A practical guide to identifying valid order blocks and FVGs, why price returns to them, and how to combine both into high-probability zones.

If Smart Money Concepts had to be reduced to two tools, most professionals would keep these: the order block and the fair value gap. Together they answer the question every trader asks — where exactly should I be interested? — with something better than a feeling.

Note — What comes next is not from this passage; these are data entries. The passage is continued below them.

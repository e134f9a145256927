//! Typed facility entities.
//!
//! Each entity has a stable [`EntityId`], a fixed set of typed fields, and a
//! residual `extra` map for attributes the platform attaches without a
//! schema change. Field order here is the serialization order, but canonical
//! encoding sorts keys so reordering fields never changes a hash.

use std::collections::BTreeMap;
use std::fmt;

use keystone_types::{EntityId, RepositoryId};
use serde::de::DeserializeOwned;
use serde::{Deserialize, Serialize};

/// Free-form extension attributes.
pub type Extra = BTreeMap<String, String>;

/// Entity category, ordered parent before child.
#[derive(Clone, Copy, Debug, PartialEq, Eq, Hash, PartialOrd, Ord, Serialize, Deserialize)]
#[serde(rename_all = "lowercase")]
pub enum Category {
    Buildings,
    Floors,
    Rooms,
    Equipment,
    Points,
}

impl Category {
    /// Every category, parent before child.
    pub const ALL: [Category; 5] = [
        Category::Buildings,
        Category::Floors,
        Category::Rooms,
        Category::Equipment,
        Category::Points,
    ];

    pub fn as_str(&self) -> &'static str {
        match self {
            Self::Buildings => "buildings",
            Self::Floors => "floors",
            Self::Rooms => "rooms",
            Self::Equipment => "equipment",
            Self::Points => "points",
        }
    }
}

impl fmt::Display for Category {
    fn fmt(&self, f: &mut fmt::Formatter<'_>) -> fmt::Result {
        f.write_str(self.as_str())
    }
}

/// The root of a facility aggregate.
#[derive(Clone, Debug, PartialEq, Eq, Serialize, Deserialize)]
pub struct Building {
    pub id: EntityId,
    pub name: String,
    pub address: String,
    pub building_type: String,
    pub year_built: Option<i32>,
    #[serde(default, skip_serializing_if = "BTreeMap::is_empty")]
    pub extra: Extra,
}

/// A storey of a building.
#[derive(Clone, Debug, PartialEq, Eq, Serialize, Deserialize)]
pub struct Floor {
    pub id: EntityId,
    pub building_id: EntityId,
    pub name: String,
    pub level: i32,
    #[serde(default, skip_serializing_if = "BTreeMap::is_empty")]
    pub extra: Extra,
}

/// A room on a floor.
#[derive(Clone, Debug, PartialEq, Eq, Serialize, Deserialize)]
pub struct Room {
    pub id: EntityId,
    pub floor_id: EntityId,
    pub name: String,
    pub room_type: String,
    pub area_m2: Option<u32>,
    #[serde(default, skip_serializing_if = "BTreeMap::is_empty")]
    pub extra: Extra,
}

/// A piece of installed equipment.
#[derive(Clone, Debug, PartialEq, Eq, Serialize, Deserialize)]
pub struct Equipment {
    pub id: EntityId,
    pub building_id: EntityId,
    pub floor_id: Option<EntityId>,
    pub room_id: Option<EntityId>,
    pub name: String,
    /// Grouping key inside snapshots. Empty means unclassified.
    pub equipment_type: String,
    pub manufacturer: Option<String>,
    pub model: Option<String>,
    pub status: String,
    #[serde(default, skip_serializing_if = "BTreeMap::is_empty")]
    pub extra: Extra,
}

/// A building-automation point, optionally bound to equipment.
#[derive(Clone, Debug, PartialEq, Eq, Serialize, Deserialize)]
pub struct AutomationPoint {
    pub id: EntityId,
    pub equipment_id: Option<EntityId>,
    pub name: String,
    pub point_type: String,
    pub unit: Option<String>,
    #[serde(default, skip_serializing_if = "BTreeMap::is_empty")]
    pub extra: Extra,
}

/// Links a versioned repository to the building it tracks.
#[derive(Clone, Debug, PartialEq, Eq, Serialize, Deserialize)]
pub struct RepositoryInfo {
    pub id: RepositoryId,
    pub building_id: EntityId,
    pub name: String,
}

/// Common behavior of every facility entity.
pub trait Entity: Clone + Serialize + DeserializeOwned + Send + Sync + 'static {
    const CATEGORY: Category;

    fn id(&self) -> &EntityId;

    fn into_record(self) -> EntityRecord;
}

macro_rules! impl_entity {
    ($ty:ty, $category:expr, $variant:ident) => {
        impl Entity for $ty {
            const CATEGORY: Category = $category;

            fn id(&self) -> &EntityId {
                &self.id
            }

            fn into_record(self) -> EntityRecord {
                EntityRecord::$variant(self)
            }
        }
    };
}

impl_entity!(Building, Category::Buildings, Building);
impl_entity!(Floor, Category::Floors, Floor);
impl_entity!(Room, Category::Rooms, Room);
impl_entity!(Equipment, Category::Equipment, Equipment);
impl_entity!(AutomationPoint, Category::Points, Point);

/// Any one entity, tagged by category.
#[derive(Clone, Debug, PartialEq, Eq, Serialize, Deserialize)]
#[serde(tag = "category", content = "entity", rename_all = "lowercase")]
pub enum EntityRecord {
    Building(Building),
    Floor(Floor),
    Room(Room),
    Equipment(Equipment),
    Point(AutomationPoint),
}

impl EntityRecord {
    pub fn category(&self) -> Category {
        match self {
            Self::Building(_) => Category::Buildings,
            Self::Floor(_) => Category::Floors,
            Self::Room(_) => Category::Rooms,
            Self::Equipment(_) => Category::Equipment,
            Self::Point(_) => Category::Points,
        }
    }

    pub fn id(&self) -> &EntityId {
        match self {
            Self::Building(e) => &e.id,
            Self::Floor(e) => &e.id,
            Self::Room(e) => &e.id,
            Self::Equipment(e) => &e.id,
            Self::Point(e) => &e.id,
        }
    }

    /// The entity's fields as a JSON object, without the category tag.
    pub fn to_value(&self) -> Result<serde_json::Value, serde_json::Error> {
        match self {
            Self::Building(e) => serde_json::to_value(e),
            Self::Floor(e) => serde_json::to_value(e),
            Self::Room(e) => serde_json::to_value(e),
            Self::Equipment(e) => serde_json::to_value(e),
            Self::Point(e) => serde_json::to_value(e),
        }
    }
}

/// A single mutation of live facility state.
#[derive(Clone, Debug, PartialEq, Eq)]
pub enum EntityWrite {
    Upsert(EntityRecord),
    Delete { category: Category, id: EntityId },
}

impl EntityWrite {
    pub fn category(&self) -> Category {
        match self {
            Self::Upsert(record) => record.category(),
            Self::Delete { category, .. } => *category,
        }
    }
}
use keystone_types::{ErrorKind, ObjectHash};

/// Errors from object store operations.
#[derive(Debug, thiserror::Error)]
pub enum StoreError {
    /// The requested object was not found.
    #[error("object not found: {0}")]
    NotFound(ObjectHash),

    /// Content hash mismatch on read (data corruption).
    #[error("hash mismatch for {expected}: computed {computed}")]
    HashMismatch {
        expected: ObjectHash,
        computed: ObjectHash,
    },

    /// The object had an unexpected kind (e.g., expected tree, got blob).
    #[error("unexpected object kind for {hash}: expected {expected}, got {actual}")]
    UnexpectedKind {
        hash: ObjectHash,
        expected: String,
        actual: String,
    },

    /// A tree entry name cannot be encoded.
    #[error("invalid tree entry name {name:?}: {reason}")]
    InvalidEntryName { name: String, reason: String },

    /// The object data is malformed or cannot be decoded.
    #[error("corrupt object {hash}: {reason}")]
    CorruptObject { hash: ObjectHash, reason: String },

    /// Serialization or deserialization failure.
    #[error("serialization error: {0}")]
    Serialization(String),

    /// The backend's lock was poisoned by a panicking writer.
    #[error("object store lock poisoned")]
    LockPoisoned,
}

impl StoreError {
    /// Map onto the engine-wide error taxonomy.
    pub fn kind(&self) -> ErrorKind {
        match self {
            Self::NotFound(_) => ErrorKind::NotFound,
            Self::InvalidEntryName { .. } => ErrorKind::Config,
            Self::HashMismatch { .. }
            | Self::UnexpectedKind { .. }
            | Self::CorruptObject { .. }
            | Self::Serialization(_)
            | Self::LockPoisoned => ErrorKind::Io,
        }
    }
}

impl From<keystone_crypto::CanonicalError> for StoreError {
    fn from(err: keystone_crypto::CanonicalError) -> Self {
        Self::Serialization(err.to_string())
    }
}

/// Result alias for store operations.
pub type StoreResult<T> = Result<T, StoreError>;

Order blocks: the last footprint before the move

When institutions accumulate a position, the final counter-trend candle before the explosive move — the last down-candle before a rally, or the last up-candle before a dump — marks where their orders concentrated. That candle's range is the order block. Price frequently returns to it later, because unfilled institutional orders and willing defenders of the position remain there.

Order block with a fair value gap Order block (last down candle) Fair value gap (imbalance) Price returns to fill the gap — then continues
Order block and fair value gap working together

Not every opposite-coloured candle qualifies. A valid order block should: directly precede an impulsive move that breaks structure, ideally be the origin of a liquidity sweep, and sit at a level that matters on the higher timeframe. Quality over quantity — a chart with thirty marked "order blocks" is a chart nobody can trade.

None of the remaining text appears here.